At the time, Rubino said:

My name is Art Rubino. My wife Gerry (Manning), Brennan's sister, and I are Brennan's care providers.While his physical health is good, he is almost totally blind and neurological issues have severely impaired his speech and ability to move about. He has a full-time Health Aide named Richard who Gerry and I feel is a gift from God. As many of you know, Belmar, NJ has been devastated by the recent storm. The home where Brennan lived is uninhabitable and he must find other accommodations. Much of our inventory was destroyed.

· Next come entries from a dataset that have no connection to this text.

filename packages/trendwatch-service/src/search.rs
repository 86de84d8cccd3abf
//! Nearest-neighbor search over stored item embeddings.

use serde::{Deserialize, Serialize};

use trendwatch_domain::{ItemHit, Metric, vector};

use crate::{Error, ResponseStatus, Result, TrendService};

/// A query embedding, either flat or wrapped in a single-element batch.
#[derive(Debug, Clone, PartialEq, Serialize, Deserialize)]
#[serde(untagged)]
pub enum EmbeddingInput {
	Flat(Vec<f32>),
	Nested(Vec<Vec<f32>>),
}
impl EmbeddingInput {
	pub fn into_vector(self) -> Result<Vec<f32>> {
		let vector = match self {
			Self::Flat(vector) => vector,
			Self::Nested(mut batch) => {
				if batch.len() != 1 {
					return Err(Error::InvalidEmbedding {
						message: format!(
							"Nested embedding must hold exactly one vector, got {}.",
							batch.len()
						),
					});
				}

				batch.remove(0)
			},
		};

		if vector.is_empty() {
			return Err(Error::InvalidEmbedding { message: "Embedding is empty.".to_string() });
		}
		if vector.iter().any(|value| !value.is_finite()) {
			return Err(Error::InvalidEmbedding {
				message: "Embedding contains non-finite values.".to_string(),
			});
		}

		Ok(vector)
	}
}

#[derive(Debug, Clone, PartialEq, Serialize, Deserialize)]
pub struct SearchRequest {
	pub embedding: EmbeddingInput,
	#[serde(default)]
	pub top_k: Option<u32>,
	#[serde(default)]
	pub metric: Option<String>,
}

#[derive(Debug, Clone, PartialEq, Serialize, Deserialize)]
pub struct SearchResponse {
	pub metric: String,
	pub top_k: u32,
	pub items: Vec<ItemHit>,
}

/// Search outcome in the shape every read path returns.
#[derive(Debug, Clone, PartialEq, Serialize, Deserialize)]
pub struct SearchEnvelope {
	pub status: ResponseStatus,
	pub results: Vec<ItemHit>,
	pub count: usize,
	pub error_code: Option<String>,
	pub error: Option<String>,
}
impl From<Result<SearchResponse>> for SearchEnvelope {
	fn from(result: Result<SearchResponse>) -> Self {
		match result {
			Ok(response) => Self {
				status: ResponseStatus::Success,
				count: response.items.len(),
				results: response.items,
				error_code: None,
				error: None,
			},
			Err(err) => Self {
				status: ResponseStatus::Error,
				results: Vec::new(),
				count: 0,
				error_code: Some(err.code().to_string()),
				error: Some(err.to_string()),
			},
		}
	}
}

impl TrendService {
	/// The `top_k` stored items nearest to the request embedding, closest first.
	pub async fn search(&self, req: SearchRequest) -> Result<SearchResponse> {
		let metric = match req.metric.as_deref() {
			Some(raw) => raw.parse::<Metric>()?,
			None => Metric::default(),
		};
		let top_k = req.top_k.unwrap_or(self.cfg.search.default_top_k);

		if top_k == 0 || top_k > self.cfg.search.max_top_k {
			return Err(Error::InvalidRequest {
				message: format!("top_k must be between 1 and {}.", self.cfg.search.max_top_k),
			});
		}

		let embedding = req.embedding.into_vector()?;
		let expected_dim = self.cfg.storage.vectors.vector_dim as usize;

		if embedding.len() != expected_dim {
			return Err(Error::InvalidEmbedding {
				message: format!(
					"Embedding has {} dimensions, expected {expected_dim}.",
					embedding.len()
				),
			});
		}

		let mut items = self.index.nearest(&embedding, top_k, metric).await.map_err(|err| {
			tracing::error!(error = %err, metric = %metric, "Similarity search failed.");

			Error::from(err)
		})?;

		for item in &mut items {
			item.distance = vector::round4(item.distance);
		}

		items.sort_by(|a, b| a.distance.total_cmp(&b.distance));
		items.truncate(top_k as usize);

		tracing::debug!(
			metric = %metric,
			top_k,
			returned = items.len(),
			"Similarity search finished."
		);

		Ok(SearchResponse { metric: metric.as_str().to_string(), top_k, items })
	}
}
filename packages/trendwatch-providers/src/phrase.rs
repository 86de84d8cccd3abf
use std::time::Duration;

use reqwest::Client;
use serde_json::Value;

use crate::{Error, Result};

const MAX_ATTEMPTS: usize = 3;

/// Asks a chat-completions model for one short phrase capturing the intent of `examples`.
///
/// Responses that are not the expected JSON object are retried up to three times.
pub async fn summarize(
	cfg: &trendwatch_config::PhraseProviderConfig,
	examples: &[String],
	max_words: u32,
) -> Result<String> {
	if examples.is_empty() {
		return Err(Error::InvalidConfig {
			message: "Phrase generation requires at least one example.".to_string(),
		});
	}

	let client = Client::builder().timeout(Duration::from_millis(cfg.timeout_ms)).build()?;
	let url = format!("{}{}", cfg.api_base, cfg.path);
	let messages = build_messages(examples, max_words);
	let mut last_err = None;

	for attempt in 1..=MAX_ATTEMPTS {
		let body = serde_json::json!({
			"model": cfg.model,
			"temperature": cfg.temperature,
			"response_format": { "type": "json_object" },
			"messages": messages,
		});
		let res = client
			.post(&url)
			.headers(crate::auth_headers(&cfg.api_key, &cfg.default_headers)?)
			.json(&body)
			.send()
			.await?;
		let json: Value = res.error_for_status()?.json().await?;

		match parse_phrase_response(json, max_words) {
			Ok(phrase) => return Ok(phrase),
			Err(err) => {
				tracing::debug!(attempt, error = %err, "Phrase response rejected.");

				last_err = Some(err);
			},
		}
	}

	Err(last_err.unwrap_or_else(|| Error::InvalidResponse {
		message: "Phrase response is not valid JSON.".to_string(),
	}))
}

pub fn build_messages(examples: &[String], max_words: u32) -> Vec<Value> {
	let system = format!(
		"You are given a list of short user search queries that are variations on a theme. \
		 Produce a single, concise representative search phrase of no more than {max_words} \
		 words that captures the intent of the examples. Return only the phrase (no \
		 explanation). Your response must be in strict JSON format: {{\"query\": \"<phrase>\"}}."
	);
	let user = examples.iter().map(|text| format!("- {text}")).collect::<Vec<_>>().join("\n");

	vec![
		serde_json::json!({ "role": "system", "content": system }),
		serde_json::json!({ "role": "user", "content": user }),
	]
}

fn parse_phrase_response(json: Value, max_words: u32) -> Result<String> {
	let content = json
		.get("choices")
		.and_then(|v| v.as_array())
		.and_then(|arr| arr.first())
		.and_then(|choice| choice.get("message"))
		.and_then(|msg| msg.get("content"))
		.and_then(|c| c.as_str())
		.ok_or_else(|| Error::InvalidResponse {
			message: "Phrase response is missing message content.".to_string(),
		})?;
	let parsed: Value = serde_json::from_str(content)?;
	let phrase = parsed.get("query").and_then(|v| v.as_str()).map(str::trim).unwrap_or_default();

	if phrase.is_empty() {
		return Err(Error::InvalidResponse {
			message: "Phrase response has no query field.".to_string(),
		});
	}

	// Models occasionally overshoot the word budget.
	Ok(phrase.split_whitespace().take(max_words as usize).collect::<Vec<_>>().join(" "))
}
use clap::Parser;

#[tokio::main]
async fn main() -> color_eyre::Result<()> {
	color_eyre::install()?;

	let args = trendwatch_history::Args::parse();

	trendwatch_history::run(args).await
}
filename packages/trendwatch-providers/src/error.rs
pub type Result<T, E = Error> = std::result::Result<T, E>;

#[derive(Debug, thiserror::Error)]
pub enum Error {
	#[error(transparent)]
	Reqwest(#[from] reqwest::Error),
	#[error(transparent)]
	SerdeJson(#[from] serde_json::Error),
	#[error(transparent)]
	InvalidHeaderName(#[from] reqwest::header::InvalidHeaderName),
	#[error(transparent)]
	InvalidHeaderValue(#[from] reqwest::header::InvalidHeaderValue),
	#[error("{message}")]
	InvalidConfig { message: String },
	#[error("{message}")]
	InvalidResponse { message: String },
}
//! Dense vector math shared by clustering, scoring, and similarity search.

use std::{fmt, str::FromStr};

/// Distance used to rank nearest neighbors.
#[derive(Debug, Clone, Copy, PartialEq, Eq, Default)]
pub enum Metric {
	#[default]
	Cosine,
	Euclidean,
}
impl Metric {
	pub fn as_str(self) -> &'static str {
		match self {
			Self::Cosine => "cosine",
			Self::Euclidean => "euclidean",
		}
	}

	pub fn distance(self, a: &[f32], b: &[f32]) -> f32 {
		match self {
			Self::Cosine => cosine_distance(a, b),
			Self::Euclidean => euclidean_distance(a, b),
		}
	}
}
impl FromStr for Metric {
	type Err = UnknownMetric;

	fn from_str(raw: &str) -> Result<Self, Self::Err> {
		match raw.trim().to_ascii_lowercase().as_str() {
			"cosine" => Ok(Self::Cosine),
			"euclidean" | "l2" => Ok(Self::Euclidean),
			_ => Err(UnknownMetric(raw.to_string())),
		}
	}
}
impl fmt::Display for Metric {
	fn fmt(&self, f: &mut fmt::Formatter<'_>) -> fmt::Result {
		f.write_str(self.as_str())
	}
}

#[derive(Debug, Clone, PartialEq, Eq)]
pub struct UnknownMetric(pub String);
impl fmt::Display for UnknownMetric {
	fn fmt(&self, f: &mut fmt::Formatter<'_>) -> fmt::Result {
		write!(f, "Unknown distance metric {:?}; expected cosine, euclidean, or l2.", self.0)
	}
}
impl std::error::Error for UnknownMetric {}

pub fn dot(a: &[f32], b: &[f32]) -> f64 {
	a.iter().zip(b).map(|(x, y)| f64::from(*x) * f64::from(*y)).sum()
}

pub fn l2_norm(v: &[f32]) -> f64 {
	dot(v, v).sqrt()
}

/// `1 - cos(a, b)`, in `[0, 2]`.
///
/// A zero vector has no direction and is treated as orthogonal to everything, so its distance is
/// `1.0`.
pub fn cosine_distance(a: &[f32], b: &[f32]) -> f32 {
	let denom = l2_norm(a) * l2_norm(b);

	if denom == 0.0 {
		return 1.0;
	}

	let similarity = (dot(a, b) / denom).clamp(-1.0, 1.0);

	(1.0 - similarity) as f32
}

pub fn euclidean_distance(a: &[f32], b: &[f32]) -> f32 {
	a.iter()
		.zip(b)
		.map(|(x, y)| {
			let diff = f64::from(*x) - f64::from(*y);

			diff * diff
		})
		.sum::<f64>()
		.sqrt() as f32
}

/// Arithmetic mean of the given vectors. `None` when empty or dimensions disagree.
pub fn centroid<'a, I>(vectors: I) -> Option<Vec<f32>>
where
	I: IntoIterator<Item = &'a [f32]>,
{
	let mut iter = vectors.into_iter();
	let first = iter.next()?;
	let mut sum: Vec<f64> = first.iter().map(|v| f64::from(*v)).collect();
	let mut count = 1_usize;

	for vec in iter {
		if vec.len() != sum.len() {
			return None;
		}

		for (acc, value) in sum.iter_mut().zip(vec) {
			*acc += f64::from(*value);
		}

		count += 1;
	}

	Some(sum.into_iter().map(|acc| (acc / count as f64) as f32).collect())
}

pub fn round4(value: f64) -> f64 {
	(value * 10_000.0).round() / 10_000.0
}
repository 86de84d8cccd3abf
#[derive(Debug, thiserror::Error)]
pub enum Error {
	#[error(transparent)]
	Sqlx(#[from] sqlx::Error),
	#[error("Invalid argument: {0}")]
	InvalidArgument(String),
	#[error("Not found: {0}")]
	NotFound(String),
	#[error("Vector index table {0} does not exist.")]
	IndexNotFound(String),
}
impl Error {
	/// Maps Postgres `undefined_table` (42P01) on `table` to [`Error::IndexNotFound`].
	pub(crate) fn from_table_query(err: sqlx::Error, table: &str) -> Self {
		if let sqlx::Error::Database(db_err) = &err
			&& db_err.code().as_deref() == Some("42P01")
		{
			return Self::IndexNotFound(table.to_string());
		}

		Self::Sqlx(err)
	}
}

In January, 2013, this information was updated:

Due to complications brought on by Hurricane Sandy, Brennan had to be moved to an extended care facility where he could get the care and attention he needed. His neurological issues have gotten worse. Please continue to pray for him.

In 2004, then associate editor Agnieszka Maria Zielinska wrote a profile of Manning, including:

When I first meet Manning, my eyes are drawn to his thick black brows, which only recently have begun to turn white like the snowy hair on his head; his thin, almost absent, lips; and the deep creases around them. He is life-weary, but his intensely blue eyes are young with eternity. Looking down, I notice a whimsicality coming from the soul of a child. His light denim jeans are cheekily patched up with colorful squares. It's as if to remind himself and me, "Don't think I'm a saint. I'm a ragamuffin, you're a ragamuffin, and God loves us anyway." In his bestseller The Ragamuffin Gospel (Multnomah, 1990), he writes that "justification by grace through faith means that I know myself accepted by God as I am." He explains, "Genuine self-acceptance is not derived from the power of positive thinking, mind games, or pop psychology. It is an act of faith in the grace of God alone." The jeans are a symbol, then, of faith. We sit down, and Manning tells me that there's nothing he'd rather do than what he has done for 41 years: help sinners journey from self-hatred to self-acceptance.

He's been there—or, to put it more accurately—he is there, traveling this road daily, never too far from a character he calls the Imposter. Everyone's got one. It's "the slick, sick, and subtle impersonator of my true self." The persona craves to be liked, loved, approved, accepted, to fit in. "It's the self that refuses to accept that my true self, centered in Christ, is really more likeable, more attractive, and more real than the fallen self."

The Imposter has shadowed Manning all through his never-boring days: from Brooklyn, where he grew up; through one semester of journalism studies; through Korea, where he served with the Marines; the Catholic seminary—which he left after seven days because of the dreaded "rising at 5 a.m., chanting psalms in Latin with pantywaist 18-year-old postulants," being ordered to eat beets ("which I hated"), and "stumbling up steps in an ankle-length robe unaware that I had to lift the hem"; through his service with the Franciscans in the United States and the Little Brothers of Jesus in Europe; to New Orleans, where he now lives.

Funeral arrangements have not been announced.